Sequence stratigraphy is the study of rock relationships within a chrono- stratigraphic framework. A chronostratigraphic framework is defined by chronostratigraphic surfaces, where a chronostratigraphic surface is a surface which has younger rocks above and older rocks below the surface. Chrono- stratigraphic surfaces are useful time markers because they are correlatable over large lateral distances. Sequence boundaries are potentially correlatable chronostratigraphic surfaces.

Sequence stratigraphy may be applied at scales that are related to global changes of sea level [Selley, 1998; Mulholland, 1998]. First-order eustatic cycles span at least 50 million years and apply to time-scales on the order of the fossil-bearing Phanerozoic age (Table 2-1). Second-order eustatic cycles span from 3 to 50 million years and apply to time-scales on the order of geologic eras. Third-order eustatic cycles span from 300,000 to 3 million years and apply to time-scales commonly associated with seismic stratigra- phy.

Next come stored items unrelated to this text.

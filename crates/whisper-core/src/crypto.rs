//! Identity signing, ephemeral key agreement, and AEAD framing.
//!
//! The long-term identity key pair is Ed25519 (detached signatures). Each
//! saga attempt generates a fresh X25519 ephemeral pair; the shared secret
//! derived from it is expanded with HKDF and never persisted.

use base64::{engine::general_purpose::STANDARD as B64, Engine as _};
use chacha20poly1305::aead::{Aead, KeyInit};
use chacha20poly1305::{ChaCha20Poly1305, Nonce};
use curve25519_dalek::edwards::CompressedEdwardsY;
use ed25519_dalek::{Signature, Signer, SigningKey, Verifier, VerifyingKey};
use hkdf::Hkdf;
use rand_core::{OsRng, RngCore};
use sha2::{Digest, Sha256, Sha512};

use crate::error::{Error, Result};

/// Byte length of an Ed25519 / X25519 public key.
pub const PUBLIC_KEY_LEN: usize = 32;
/// Nonce length for ChaCha20-Poly1305.
const NONCE_LEN: usize = 12;

/// The long-term signing identity of a peer.
#[derive(Clone)]
pub struct IdentityKeyPair {
    signing_key: SigningKey,
}

impl IdentityKeyPair {
    /// Generate a fresh identity key pair.
    pub fn generate() -> Self {
        let mut seed = [0u8; 32];
        OsRng.fill_bytes(&mut seed);
        Self {
            signing_key: SigningKey::from_bytes(&seed),
        }
    }

    /// Restore an identity from a 32-byte seed (e.g. loaded from the store).
    pub fn from_seed(seed: &[u8; 32]) -> Self {
        Self {
            signing_key: SigningKey::from_bytes(seed),
        }
    }

    pub fn seed_bytes(&self) -> [u8; 32] {
        self.signing_key.to_bytes()
    }

    pub fn verifying_key(&self) -> VerifyingKey {
        self.signing_key.verifying_key()
    }

    /// Base64-encoded public key — this is the peer's address on the wire.
    pub fn public_key_base64(&self) -> String {
        B64.encode(self.verifying_key().to_bytes())
    }

    /// Detached-sign the exact bytes handed in (must be the re-serializable
    /// payload form so the recipient can reproduce the same bytes).
    pub fn sign(&self, bytes: &[u8]) -> Signature {
        self.signing_key.sign(bytes)
    }

    /// The X25519 secret scalar paired with this identity's signing seed,
    /// via the standard Ed25519→X25519 clamped-hash conversion. Used only to
    /// bootstrap the very first sealed frame of a saga attempt, before the
    /// peer's ephemeral public key has arrived — see DESIGN.md.
    fn to_x25519_secret(&self) -> x25519_dalek::StaticSecret {
        let hash = Sha512::digest(self.signing_key.to_bytes());
        let mut scalar = [0u8; 32];
        scalar.copy_from_slice(&hash[..32]);
        scalar[0] &= 248;
        scalar[31] &= 127;
        scalar[31] |= 64;
        x25519_dalek::StaticSecret::from(scalar)
    }

}

/// Reciprocal of [`EphemeralKeyPair::derive_bootstrap_key_as_sender`]: the
/// recipient derives the same bootstrap key from its own identity secret and
/// the sender's ephemeral public key.
pub fn derive_bootstrap_key_as_recipient(
    own_identity: &IdentityKeyPair,
    sender_ephemeral_public_b64: &str,
) -> Result<SharedKey> {
    let peer_public = decode_x25519_public(sender_ephemeral_public_b64)?;
    let shared = own_identity.to_x25519_secret().diffie_hellman(&peer_public);
    expand_bootstrap_key(shared.as_bytes())
}

fn identity_to_x25519_public(verifying_key: &VerifyingKey) -> Result<x25519_dalek::PublicKey> {
    let compressed = CompressedEdwardsY(verifying_key.to_bytes());
    let point = compressed.decompress().ok_or(Error::DecryptFailed)?;
    Ok(x25519_dalek::PublicKey::from(point.to_montgomery().to_bytes()))
}

fn expand_bootstrap_key(shared_secret: &[u8]) -> Result<SharedKey> {
    let hk = Hkdf::<Sha256>::new(None, shared_secret);
    let mut okm = [0u8; 32];
    hk.expand(b"whisper-core/attempt-bootstrap", &mut okm)
        .map_err(|_| Error::DecryptFailed)?;
    Ok(SharedKey(okm))
}

/// Decode a peer's base64 address into its verifying key.
pub fn parse_verifying_key(public_key_b64: &str) -> Result<VerifyingKey> {
    let bytes = B64.decode(public_key_b64).map_err(|_| Error::DecryptFailed)?;
    let bytes: [u8; 32] = bytes.try_into().map_err(|_| Error::DecryptFailed)?;
    VerifyingKey::from_bytes(&bytes).map_err(|_| Error::DecryptFailed)
}

/// Decode a base64 Ed25519 public key and verify a detached signature.
pub fn verify_detached(public_key_b64: &str, bytes: &[u8], signature_b64: &str) -> Result<bool> {
    let key_bytes = match B64.decode(public_key_b64) {
        Ok(b) => b,
        Err(_) => return Ok(false),
    };
    let Ok(key_bytes): std::result::Result<[u8; 32], _> = key_bytes.try_into() else {
        return Ok(false);
    };
    let Ok(verifying_key) = VerifyingKey::from_bytes(&key_bytes) else {
        return Ok(false);
    };

    let sig_bytes = match B64.decode(signature_b64) {
        Ok(b) => b,
        Err(_) => return Ok(false),
    };
    let Ok(sig_bytes): std::result::Result<[u8; 64], _> = sig_bytes.try_into() else {
        return Ok(false);
    };
    let signature = Signature::from_bytes(&sig_bytes);

    Ok(verifying_key.verify(bytes, &signature).is_ok())
}

/// A fresh X25519 key pair, generated once per saga attempt and never
/// persisted. See §4.5 / §9 encryption discipline.
pub struct EphemeralKeyPair {
    secret: x25519_dalek::StaticSecret,
    public: x25519_dalek::PublicKey,
}

impl EphemeralKeyPair {
    pub fn generate() -> Self {
        let secret = x25519_dalek::StaticSecret::random_from_rng(OsRng);
        let public = x25519_dalek::PublicKey::from(&secret);
        Self { secret, public }
    }

    pub fn public_key_base64(&self) -> String {
        B64.encode(self.public.as_bytes())
    }

    /// Derive the shared symmetric key for this attempt from the peer's
    /// ephemeral public key (base64-encoded, as carried on the wire).
    pub fn derive_shared_key(&self, peer_public_key_b64: &str) -> Result<SharedKey> {
        let peer_public = decode_x25519_public(peer_public_key_b64)?;
        let shared_secret = self.secret.diffie_hellman(&peer_public);

        let hk = Hkdf::<Sha256>::new(None, shared_secret.as_bytes());
        let mut okm = [0u8; 32];
        hk.expand(b"whisper-core/saga-attempt", &mut okm)
            .map_err(|_| Error::DecryptFailed)?;
        Ok(SharedKey(okm))
    }

    /// Bootstrap shared key the OUTGOING side uses to seal its first offer,
    /// computable from only the recipient's long-term public key — no extra
    /// round trip needed before the peer's own ephemeral key arrives in
    /// `answer`. See [`derive_bootstrap_key_as_recipient`] and DESIGN.md.
    pub fn derive_bootstrap_key_as_sender(&self, peer_identity_public: &VerifyingKey) -> Result<SharedKey> {
        let peer_x25519 = identity_to_x25519_public(peer_identity_public)?;
        let shared = self.secret.diffie_hellman(&peer_x25519);
        expand_bootstrap_key(shared.as_bytes())
    }
}

fn decode_x25519_public(b64: &str) -> Result<x25519_dalek::PublicKey> {
    let bytes = B64.decode(b64).map_err(|_| Error::DecryptFailed)?;
    let bytes: [u8; 32] = bytes.try_into().map_err(|_| Error::DecryptFailed)?;
    Ok(x25519_dalek::PublicKey::from(bytes))
}

/// The symmetric key derived once per saga attempt, used to seal SDP and
/// ICE candidate payloads under ChaCha20-Poly1305.
#[derive(Clone)]
pub struct SharedKey([u8; 32]);

impl SharedKey {
    /// Encrypt `plaintext`, returning `nonce‖ciphertext`.
    pub fn seal(&self, plaintext: &[u8]) -> Vec<u8> {
        let cipher = ChaCha20Poly1305::new((&self.0).into());
        let mut nonce_bytes = [0u8; NONCE_LEN];
        OsRng.fill_bytes(&mut nonce_bytes);
        let nonce = Nonce::from_slice(&nonce_bytes);
        // ChaCha20Poly1305 only fails on plaintexts far larger than anything
        // this protocol ever sends (SDP / ICE candidates).
        let ciphertext = cipher
            .encrypt(nonce, plaintext)
            .expect("chacha20poly1305 encryption of a bounded signaling payload cannot fail");
        let mut out = Vec::with_capacity(NONCE_LEN + ciphertext.len());
        out.extend_from_slice(&nonce_bytes);
        out.extend_from_slice(&ciphertext);
        out
    }

    /// Decrypt a `nonce‖ciphertext` frame. Any authentication failure is a
    /// hard error for that frame (§3 AEAD frame invariant).
    pub fn open(&self, frame: &[u8]) -> Result<Vec<u8>> {
        if frame.len() < NONCE_LEN {
            return Err(Error::DecryptFailed);
        }
        let (nonce_bytes, ciphertext) = frame.split_at(NONCE_LEN);
        let cipher = ChaCha20Poly1305::new((&self.0).into());
        let nonce = Nonce::from_slice(nonce_bytes);
        cipher
            .decrypt(nonce, ciphertext)
            .map_err(|_| Error::DecryptFailed)
    }
}

pub fn base64_encode(bytes: &[u8]) -> String {
    B64.encode(bytes)
}

pub fn base64_decode(s: &str) -> Result<Vec<u8>> {
    B64.decode(s).map_err(|_| Error::DecryptFailed)
}

#[cfg(test)]
mod tests {
    use super::*;

    #[test]
    fn sign_and_verify_roundtrip() {
        let identity = IdentityKeyPair::generate();
        let bytes = b"payload bytes to sign";
        let sig = identity.sign(bytes);
        let sig_b64 = B64.encode(sig.to_bytes());
        let ok = verify_detached(&identity.public_key_base64(), bytes, &sig_b64).unwrap();
        assert!(ok);
    }

    #[test]
    fn verify_rejects_tampered_bytes() {
        let identity = IdentityKeyPair::generate();
        let sig = identity.sign(b"original");
        let sig_b64 = B64.encode(sig.to_bytes());
        let ok = verify_detached(&identity.public_key_base64(), b"tampered", &sig_b64).unwrap();
        assert!(!ok);
    }

    #[test]
    fn ephemeral_key_exchange_agrees_both_sides() {
        let a = EphemeralKeyPair::generate();
        let b = EphemeralKeyPair::generate();
        let shared_a = a.derive_shared_key(&b.public_key_base64()).unwrap();
        let shared_b = b.derive_shared_key(&a.public_key_base64()).unwrap();

        let msg = b"session description";
        let frame = shared_a.seal(msg);
        let opened = shared_b.open(&frame).unwrap();
        assert_eq!(opened, msg);
    }

    #[test]
    fn bootstrap_key_agrees_without_peer_ephemeral_known() {
        let sender_ephemeral = EphemeralKeyPair::generate();
        let recipient_identity = IdentityKeyPair::generate();

        let sender_key = sender_ephemeral
            .derive_bootstrap_key_as_sender(&recipient_identity.verifying_key())
            .unwrap();
        let recipient_key = derive_bootstrap_key_as_recipient(
            &recipient_identity,
            &sender_ephemeral.public_key_base64(),
        )
        .unwrap();

        let frame = sender_key.seal(b"offer sdp");
        assert_eq!(recipient_key.open(&frame).unwrap(), b"offer sdp");
    }

    #[test]
    fn aead_open_rejects_corrupted_frame() {
        let a = EphemeralKeyPair::generate();
        let b = EphemeralKeyPair::generate();
        let shared_a = a.derive_shared_key(&b.public_key_base64()).unwrap();
        let shared_b = b.derive_shared_key(&a.public_key_base64()).unwrap();

        let mut frame = shared_a.seal(b"ice candidate");
        *frame.last_mut().unwrap() ^= 0xFF;
        assert!(shared_b.open(&frame).is_err());
    }
}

The application of sequence stratigraphy to reservoir characterization has many advantages. Mulholland [ 1998] observed that chronostratigraphic interpretation of seismic lines makes it possible for geophysicists to estimate the geologic age of seismically observed strata to at least the level of a geologic period; improve the accuracy of facies identification; identify probable source rock intervals and the location of probable reservoir facies; and develop both tectonic and sedimentation histories of new or poorly understood basins. Geologists can apply sequence stratigraphy to both clastic and carbonate systems. Sequence stratigraphy can be used to develop more accurate surfaces for mapping and correlating facies; predict reservoir, source and sealing facies; identify stratigraphic traps; and project reservoir trends into areas with limited data.

Despite its many advantages, sequence stratigraphy is based on some fundamental assumptions that are subject to dispute [Selley, 1998]. For example, one assumption of sequence stratigraphy is that changes in sea level are global and can be correlated. Another assumption is that seismic reflectors are time horizons, even though seismic reflections occur at the interface between two different lithologies, rather than changes in time. If the assumptions are not satisfied, the application of sequence stratigraphy can yield inaccurate results.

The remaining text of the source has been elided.